(EXERCISE PROMPT): In the listing below, the answer starts at the line that has "self.running = Some(RunningRegistry" and stops after the line that has "async fn wait_ready(&self)"; please repeat that part exactly and nothing more.

(DATASET EXCERPTS):
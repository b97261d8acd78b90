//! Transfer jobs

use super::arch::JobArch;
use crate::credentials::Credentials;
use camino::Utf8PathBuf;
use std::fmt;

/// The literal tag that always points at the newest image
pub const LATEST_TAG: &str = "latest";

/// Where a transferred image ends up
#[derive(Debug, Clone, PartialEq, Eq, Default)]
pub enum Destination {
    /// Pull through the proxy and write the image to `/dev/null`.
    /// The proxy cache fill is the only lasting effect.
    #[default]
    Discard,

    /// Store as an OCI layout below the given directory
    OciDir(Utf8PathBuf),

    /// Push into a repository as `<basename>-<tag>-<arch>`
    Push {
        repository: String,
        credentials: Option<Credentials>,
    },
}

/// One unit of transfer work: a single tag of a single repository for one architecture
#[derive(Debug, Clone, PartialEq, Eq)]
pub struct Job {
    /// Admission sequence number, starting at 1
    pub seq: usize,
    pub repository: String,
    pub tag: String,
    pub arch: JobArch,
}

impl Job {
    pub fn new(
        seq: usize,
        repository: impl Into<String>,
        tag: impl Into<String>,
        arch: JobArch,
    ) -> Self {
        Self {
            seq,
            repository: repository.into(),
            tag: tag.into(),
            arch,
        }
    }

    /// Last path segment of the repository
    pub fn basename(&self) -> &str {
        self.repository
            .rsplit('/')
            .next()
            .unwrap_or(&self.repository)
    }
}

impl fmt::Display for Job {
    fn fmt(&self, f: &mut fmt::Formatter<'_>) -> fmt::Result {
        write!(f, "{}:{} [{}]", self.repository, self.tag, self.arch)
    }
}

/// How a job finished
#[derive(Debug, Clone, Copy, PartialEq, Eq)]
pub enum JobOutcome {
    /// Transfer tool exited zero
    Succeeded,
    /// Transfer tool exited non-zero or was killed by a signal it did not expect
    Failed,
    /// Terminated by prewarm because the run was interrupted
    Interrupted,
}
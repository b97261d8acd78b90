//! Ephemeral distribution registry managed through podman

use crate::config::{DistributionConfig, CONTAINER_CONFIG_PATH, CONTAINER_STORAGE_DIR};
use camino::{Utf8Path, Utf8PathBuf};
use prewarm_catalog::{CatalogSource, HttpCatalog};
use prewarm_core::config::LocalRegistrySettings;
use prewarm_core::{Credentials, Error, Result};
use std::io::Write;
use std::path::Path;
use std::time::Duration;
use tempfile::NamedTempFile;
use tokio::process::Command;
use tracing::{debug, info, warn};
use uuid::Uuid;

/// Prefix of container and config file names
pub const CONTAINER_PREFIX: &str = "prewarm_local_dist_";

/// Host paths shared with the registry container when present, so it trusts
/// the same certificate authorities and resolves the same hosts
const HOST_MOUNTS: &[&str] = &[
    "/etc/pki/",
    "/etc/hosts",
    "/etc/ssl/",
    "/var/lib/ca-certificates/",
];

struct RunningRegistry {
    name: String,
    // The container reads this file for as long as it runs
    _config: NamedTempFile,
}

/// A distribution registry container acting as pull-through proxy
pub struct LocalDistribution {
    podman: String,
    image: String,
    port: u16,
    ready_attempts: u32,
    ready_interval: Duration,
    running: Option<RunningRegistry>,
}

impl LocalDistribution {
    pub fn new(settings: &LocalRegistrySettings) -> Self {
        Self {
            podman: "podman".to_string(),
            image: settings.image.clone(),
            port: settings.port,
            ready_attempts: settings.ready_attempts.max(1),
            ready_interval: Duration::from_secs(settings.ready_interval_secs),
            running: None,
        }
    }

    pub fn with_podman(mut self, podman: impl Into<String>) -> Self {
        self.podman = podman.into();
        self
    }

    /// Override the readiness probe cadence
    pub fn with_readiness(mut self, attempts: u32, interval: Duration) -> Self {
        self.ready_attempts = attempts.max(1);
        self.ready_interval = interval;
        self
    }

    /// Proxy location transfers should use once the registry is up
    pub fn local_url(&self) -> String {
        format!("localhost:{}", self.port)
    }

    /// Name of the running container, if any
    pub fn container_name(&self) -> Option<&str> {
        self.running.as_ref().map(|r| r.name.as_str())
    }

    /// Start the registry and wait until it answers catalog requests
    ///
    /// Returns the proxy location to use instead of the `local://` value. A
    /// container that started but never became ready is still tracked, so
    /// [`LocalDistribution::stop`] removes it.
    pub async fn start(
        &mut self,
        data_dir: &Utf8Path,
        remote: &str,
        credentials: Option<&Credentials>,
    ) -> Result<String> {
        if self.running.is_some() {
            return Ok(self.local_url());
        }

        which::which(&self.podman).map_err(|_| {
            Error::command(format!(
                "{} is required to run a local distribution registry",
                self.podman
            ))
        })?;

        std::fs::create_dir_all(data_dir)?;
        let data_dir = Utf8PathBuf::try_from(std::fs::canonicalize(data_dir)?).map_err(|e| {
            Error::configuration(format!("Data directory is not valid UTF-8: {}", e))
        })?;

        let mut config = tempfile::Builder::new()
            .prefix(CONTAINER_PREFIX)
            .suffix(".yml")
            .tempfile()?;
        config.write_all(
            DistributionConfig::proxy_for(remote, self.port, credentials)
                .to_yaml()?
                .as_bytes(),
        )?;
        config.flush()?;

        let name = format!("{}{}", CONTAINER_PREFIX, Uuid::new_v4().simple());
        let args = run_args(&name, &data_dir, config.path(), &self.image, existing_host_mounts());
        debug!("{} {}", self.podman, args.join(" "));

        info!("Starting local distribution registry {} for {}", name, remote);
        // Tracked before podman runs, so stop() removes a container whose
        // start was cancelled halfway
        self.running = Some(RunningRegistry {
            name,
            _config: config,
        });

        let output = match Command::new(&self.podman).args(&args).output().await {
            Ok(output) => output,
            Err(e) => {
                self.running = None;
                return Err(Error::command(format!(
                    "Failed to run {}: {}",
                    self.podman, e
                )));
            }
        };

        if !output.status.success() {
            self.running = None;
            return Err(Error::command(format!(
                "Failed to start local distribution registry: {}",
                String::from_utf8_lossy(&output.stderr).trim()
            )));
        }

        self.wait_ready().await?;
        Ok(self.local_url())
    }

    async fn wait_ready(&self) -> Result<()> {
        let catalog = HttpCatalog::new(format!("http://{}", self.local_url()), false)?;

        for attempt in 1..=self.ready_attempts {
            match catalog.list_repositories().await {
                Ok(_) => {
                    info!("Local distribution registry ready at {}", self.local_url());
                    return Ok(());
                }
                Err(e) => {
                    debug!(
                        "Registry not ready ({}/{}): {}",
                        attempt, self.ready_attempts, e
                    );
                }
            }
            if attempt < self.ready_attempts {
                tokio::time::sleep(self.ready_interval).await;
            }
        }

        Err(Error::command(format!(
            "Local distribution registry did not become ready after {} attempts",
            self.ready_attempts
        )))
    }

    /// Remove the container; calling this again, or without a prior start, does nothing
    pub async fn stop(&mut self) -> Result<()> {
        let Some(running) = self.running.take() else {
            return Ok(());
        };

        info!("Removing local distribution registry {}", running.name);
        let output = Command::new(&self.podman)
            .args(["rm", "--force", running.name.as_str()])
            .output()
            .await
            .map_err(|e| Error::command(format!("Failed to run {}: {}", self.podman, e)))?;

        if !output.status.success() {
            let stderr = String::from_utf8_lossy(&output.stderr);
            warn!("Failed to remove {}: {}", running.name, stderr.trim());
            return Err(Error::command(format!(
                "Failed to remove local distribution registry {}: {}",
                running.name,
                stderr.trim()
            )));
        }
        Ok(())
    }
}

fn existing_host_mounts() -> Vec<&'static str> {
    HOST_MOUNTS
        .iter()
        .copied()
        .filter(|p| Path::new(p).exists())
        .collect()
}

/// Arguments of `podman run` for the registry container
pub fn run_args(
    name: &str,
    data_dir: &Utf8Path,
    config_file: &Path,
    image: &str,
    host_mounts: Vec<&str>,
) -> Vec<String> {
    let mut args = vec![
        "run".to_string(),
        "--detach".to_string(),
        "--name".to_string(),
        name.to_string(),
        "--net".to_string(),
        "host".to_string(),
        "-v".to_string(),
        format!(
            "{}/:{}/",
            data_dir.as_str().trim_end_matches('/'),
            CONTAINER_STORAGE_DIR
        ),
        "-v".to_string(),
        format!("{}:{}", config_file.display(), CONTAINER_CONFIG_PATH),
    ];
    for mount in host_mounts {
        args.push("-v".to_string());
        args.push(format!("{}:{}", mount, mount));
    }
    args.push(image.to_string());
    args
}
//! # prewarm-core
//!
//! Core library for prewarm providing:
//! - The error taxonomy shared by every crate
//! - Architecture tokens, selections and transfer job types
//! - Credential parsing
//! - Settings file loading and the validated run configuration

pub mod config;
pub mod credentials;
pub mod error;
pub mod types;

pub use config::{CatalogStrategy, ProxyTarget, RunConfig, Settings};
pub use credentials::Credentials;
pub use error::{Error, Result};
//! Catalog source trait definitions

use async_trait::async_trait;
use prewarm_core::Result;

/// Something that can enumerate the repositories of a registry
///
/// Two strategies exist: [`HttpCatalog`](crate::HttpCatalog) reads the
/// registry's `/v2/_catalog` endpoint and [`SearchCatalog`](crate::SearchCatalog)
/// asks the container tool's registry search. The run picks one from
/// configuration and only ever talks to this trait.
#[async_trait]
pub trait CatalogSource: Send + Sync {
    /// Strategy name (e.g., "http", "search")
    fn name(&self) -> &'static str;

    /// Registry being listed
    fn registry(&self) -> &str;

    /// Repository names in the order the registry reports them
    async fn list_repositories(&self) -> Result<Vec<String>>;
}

(SOLUTION FOR THIS EXERCISE):
        self.running = Some(RunningRegistry {
            name,
            _config: config,
        });

        let output = match Command::new(&self.podman).args(&args).output().await {
            Ok(output) => output,
            Err(e) => {
                self.running = None;
                return Err(Error::command(format!(
                    "Failed to run {}: {}",
                    self.podman, e
                )));
            }
        };

        if !output.status.success() {
            self.running = None;
            return Err(Error::command(format!(
                "Failed to start local distribution registry: {}",
                String::from_utf8_lossy(&output.stderr).trim()
            )));
        }

        self.wait_ready().await?;
        Ok(self.local_url())
    }

    async fn wait_ready(&self) -> Result<()> {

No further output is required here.